Embattled Paphos mayor Phedonas Phedonos will appear before court on September 30, following a lawsuit filed against him by lawyer Andreas Demetriades, formerly legal advisor to the Paphos municipality for almost 30 years.
Demetriades, father of Transport Minister Marios Dmetriades, served as justice minister from 1980 to 1982, in the Spyros Kyprianou administration and as Diko deputy from 1985 to 1991.
In 1986, his law firm was appointed legal advisors to the Paphos municipality, a commission ended in 2015, after Phedonos was elected mayor.
Demetriades claimed that Phedonos in a deposition to police last March falsely named him as being involved in the Paphos waste-management scam, along with the municipality’s financial controller Demetris Patsalides, and former mayor Savvas Vergas, currently serving a six-year prison term for bribe-taking.
The lawyer told the Cyprus News Agency that he did what any honest and law-abiding Cypriot would do to protect his honour and dignity, which “some, deliberately and without any real or legal fact, attempted to assault”.
In response, Phedonos said in a statement that he will not be silenced.
“No private lawsuit, no libel suit, no threat, and no intimidation, has stopped me, nor will stop me, from saying what I believed, and continue to believe, to be the truth,” Phedonos said.
The mayor added that Demetriades filed a complaint with the Paphos CID but was told that no criminal offence against Phedonos could be substantiated and closed the case.
“But despite the fact that his claims were deemed groundless, Mr Demetriades opted for a private lawsuit,” Fedonos said.
These are the facts, and they speak for themselves, he added.
Last month, the feud between the two men seemed to spill over to other issues, as Phedonos brought the elder Demetriades into a public argument he was having with the transport minister.

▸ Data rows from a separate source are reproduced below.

// # External Address Source
//
// This crate provides the external-IP decorator for the dynup system.
//
// ## Purpose
//
// Hosts behind NAT hold interface addresses that are not what the world
// sees. In external-IP mode the externally observed IPv4 address
// replaces the locally resolved one in every cycle; IPv6 stays locally
// sourced, since the lookup services only report v4.
//
// ## Startup Contract
//
// The external address is fetched exactly once, when the source is
// built. Any failure (transport, non-200 status, a body that is not an
// IPv4 address) is fatal at startup; the daemon must not start
// publishing a v4 address it could not confirm.

use async_trait::async_trait;
use dynup_core::traits::{AddressSet, AddressSource};
use dynup_core::{Error, Result};
use std::net::{IpAddr, Ipv4Addr};
use std::time::Duration;
use tracing::info;

/// HTTP timeout for the external lookup
const LOOKUP_TIMEOUT: Duration = Duration::from_secs(10);

/// Decorator source carrying the externally observed IPv4 address
///
/// Wraps another [`AddressSource`] and overwrites the IPv4 slot of
/// everything it resolves.
pub struct ExternalSource {
    /// The wrapped local source
    inner: Box<dyn AddressSource>,

    /// The address observed at startup
    external_v4: Ipv4Addr,
}

impl ExternalSource {
    /// Build the decorator, performing the one startup lookup
    ///
    /// # Parameters
    ///
    /// - `inner`: the local source whose v4 slot gets overridden
    /// - `url`: service returning the caller's IPv4 address as plain text
    ///
    /// # Returns
    ///
    /// - `Ok(ExternalSource)`: lookup succeeded
    /// - `Err(Error::ExternalAddressUnavailable)`: any lookup failure
    pub async fn new(inner: Box<dyn AddressSource>, url: &str) -> Result<Self> {
        let client = reqwest::Client::builder()
            .timeout(LOOKUP_TIMEOUT)
            .build()
            .map_err(|e| Error::external_address(format!("Failed to build HTTP client: {e}")))?;

        let external_v4 = fetch_external_v4(&client, url).await?;
        info!("External IPv4 address: {}", external_v4);

        Ok(Self { inner, external_v4 })
    }

    /// Build with a known address, skipping the lookup
    ///
    /// This constructor is public for contract tests and for callers
    /// that obtained the address some other way.
    pub fn with_address(inner: Box<dyn AddressSource>, external_v4: Ipv4Addr) -> Self {
        Self { inner, external_v4 }
    }
}

#[async_trait]
impl AddressSource for ExternalSource {
    async fn current_addresses(&self) -> Result<AddressSet> {
        let mut set = self.inner.current_addresses().await?;
        set.insert(IpAddr::V4(self.external_v4));
        Ok(set)
    }
}

/// One GET to the lookup service
async fn fetch_external_v4(client: &reqwest::Client, url: &str) -> Result<Ipv4Addr> {
    let response = client
        .get(url)
        .send()
        .await
        .map_err(|e| Error::external_address(format!("Request to {url} failed: {e}")))?;

    if !response.status().is_success() {
        return Err(Error::external_address(format!(
            "{url} returned HTTP {}",
            response.status()
        )));
    }

    let body = response
        .text()
        .await
        .map_err(|e| Error::external_address(format!("Failed to read response body: {e}")))?;

    parse_external_body(&body)
}

/// Parse a lookup-service body into an IPv4 address
///
/// Services answer with the bare address plus assorted whitespace; an
/// IPv6 answer is rejected, there is no external IPv6 discovery here.
fn parse_external_body(body: &str) -> Result<Ipv4Addr> {
    let text = body.trim();
    match text.parse::<IpAddr>() {
        Ok(IpAddr::V4(v4)) => Ok(v4),
        Ok(IpAddr::V6(v6)) => Err(Error::external_address(format!(
            "Expected an IPv4 address, got {v6}"
        ))),
        Err(_) => Err(Error::external_address(format!(
            "Response is not an IP address: {text:?}"
        ))),
    }
}
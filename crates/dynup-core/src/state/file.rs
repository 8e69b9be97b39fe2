// # File State Store
//
// File-based implementation of StateStore.
//
// ## Purpose
//
// Persists the previous cycle's addresses across daemon restarts, so a
// restart with unchanged addresses issues no provider traffic.
//
// ## File Format
//
// Two lines of text: the IPv4 address, then the IPv6 address.
//
// ```text
// 203.0.113.7
// 2001:db8::7
// ```
//
// A missing file is created with the loopback sentinels. A line that
// does not parse falls back to the sentinel for that slot; the cost is
// one redundant reconciliation pass, never a failed start.
//
// ## Crash Safety
//
// Writes go to a temporary file first and are renamed into place, so a
// crash mid-write leaves the previous state intact.

use async_trait::async_trait;
use std::net::{Ipv4Addr, Ipv6Addr};
use std::path::{Path, PathBuf};
use tokio::fs;
use tokio::io::AsyncWriteExt;

use crate::Error;
use crate::traits::state_store::{CachedState, StateStore};

/// File-based state store
///
/// Persists the [`CachedState`] as a two-line text file with atomic
/// writes. The engine owns the in-memory state; this store only moves
/// it to and from disk.
///
/// # Example
///
/// ```rust,no_run
/// use dynup_core::state::FileStateStore;
/// use dynup_core::traits::state_store::StateStore;
///
/// #[tokio::main]
/// async fn main() -> Result<(), Box<dyn std::error::Error>> {
///     let store = FileStateStore::new("/var/lib/dynup/last_addresses").await?;
///
///     let mut state = store.load().await?;
///     state.set("203.0.113.7".parse()?);
///     store.save(&state).await?;
///
///     Ok(())
/// }
/// ```
#[derive(Debug)]
pub struct FileStateStore {
    path: PathBuf,
}

impl FileStateStore {
    /// Open a file state store, creating the file if needed
    ///
    /// This will:
    /// 1. Create parent directories if needed
    /// 2. If the file does not exist, write it with the sentinel state
    pub async fn new<P: AsRef<Path>>(path: P) -> Result<Self, Error> {
        let path = path.as_ref().to_path_buf();

        if let Some(parent) = path.parent() {
            if !parent.as_os_str().is_empty() && !parent.exists() {
                fs::create_dir_all(parent).await.map_err(|e| {
                    Error::config(format!(
                        "Failed to create state directory {}: {}",
                        parent.display(),
                        e
                    ))
                })?;
            }
        }

        let store = Self { path };
        if !store.path.exists() {
            tracing::debug!(
                "State file {} does not exist, seeding with sentinels",
                store.path.display()
            );
            store.write_state(&CachedState::default()).await?;
        }

        Ok(store)
    }

    /// Parse file contents into a state, falling back per slot.
    ///
    /// Line 1 is the IPv4 address, line 2 the IPv6 address. A missing or
    /// unparseable line yields the loopback sentinel for that slot with
    /// a warning.
    fn parse_state(content: &str) -> CachedState {
        let mut lines = content.lines();
        let defaults = CachedState::default();

        let v4 = match lines.next().map(str::trim) {
            Some(line) if !line.is_empty() => match line.parse::<Ipv4Addr>() {
                Ok(addr) => addr,
                Err(_) => {
                    tracing::warn!(
                        "Unparseable IPv4 line in state file ({line:?}), using sentinel"
                    );
                    defaults.v4
                }
            },
            _ => {
                tracing::warn!("State file missing IPv4 line, using sentinel");
                defaults.v4
            }
        };

        let v6 = match lines.next().map(str::trim) {
            Some(line) if !line.is_empty() => match line.parse::<Ipv6Addr>() {
                Ok(addr) => addr,
                Err(_) => {
                    tracing::warn!(
                        "Unparseable IPv6 line in state file ({line:?}), using sentinel"
                    );
                    defaults.v6
                }
            },
            _ => {
                tracing::warn!("State file missing IPv6 line, using sentinel");
                defaults.v6
            }
        };

        CachedState { v4, v6 }
    }

    /// Render a state in the two-line file format
    fn render_state(state: &CachedState) -> String {
        format!("{}\n{}\n", state.v4, state.v6)
    }

    /// Write state to file atomically (temp file, then rename)
    async fn write_state(&self, state: &CachedState) -> Result<(), Error> {
        let content = Self::render_state(state);

        let temp_path = self.temp_path();
        {
            let mut file = fs::File::create(&temp_path).await.map_err(|e| {
                Error::state_store(format!(
                    "Failed to create temp file {}: {}",
                    temp_path.display(),
                    e
                ))
            })?;

            file.write_all(content.as_bytes()).await.map_err(|e| {
                Error::state_store(format!(
                    "Failed to write to temp file {}: {}",
                    temp_path.display(),
                    e
                ))
            })?;

            file.flush().await.map_err(|e| {
                Error::state_store(format!(
                    "Failed to flush temp file {}: {}",
                    temp_path.display(),
                    e
                ))
            })?;
        }

        fs::rename(&temp_path, &self.path).await.map_err(|e| {
            Error::state_store(format!(
                "Failed to rename {} to {}: {}",
                temp_path.display(),
                self.path.display(),
                e
            ))
        })?;

        tracing::trace!("State written to file: {}", self.path.display());
        Ok(())
    }

    /// Get path to temporary file for atomic writes
    fn temp_path(&self) -> PathBuf {
        let mut temp = self.path.clone();
        temp.set_extension("tmp");
        temp
    }
}

#[async_trait]
impl StateStore for FileStateStore {
    async fn load(&self) -> Result<CachedState, Error> {
        if !self.path.exists() {
            tracing::debug!("State file does not exist: {}", self.path.display());
            return Ok(CachedState::default());
        }

        let content = fs::read_to_string(&self.path).await.map_err(|e| {
            Error::state_store(format!(
                "Failed to read state file {}: {}",
                self.path.display(),
                e
            ))
        })?;

        Ok(Self::parse_state(&content))
    }

    async fn save(&self, state: &CachedState) -> Result<(), Error> {
        self.write_state(state).await
    }
}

In response to remarks by the minister on Phedonos’ claims of civil servants selling antiquities in the black market, in which he deemed the Paphos mayor a “slanderer”, Fedonos hit back in a statement referencing Andreas Demetriades’ nearly thirty-year stint as legal advisor to the municipality.
“Had it not been for ‘slanderers’, the former Paphos mayor, whose lawyer your father was, would still have been mayor,” Fedonos said.
“One would expect that you would have made sure my claims are investigated, instead of expecting me to investigate them.”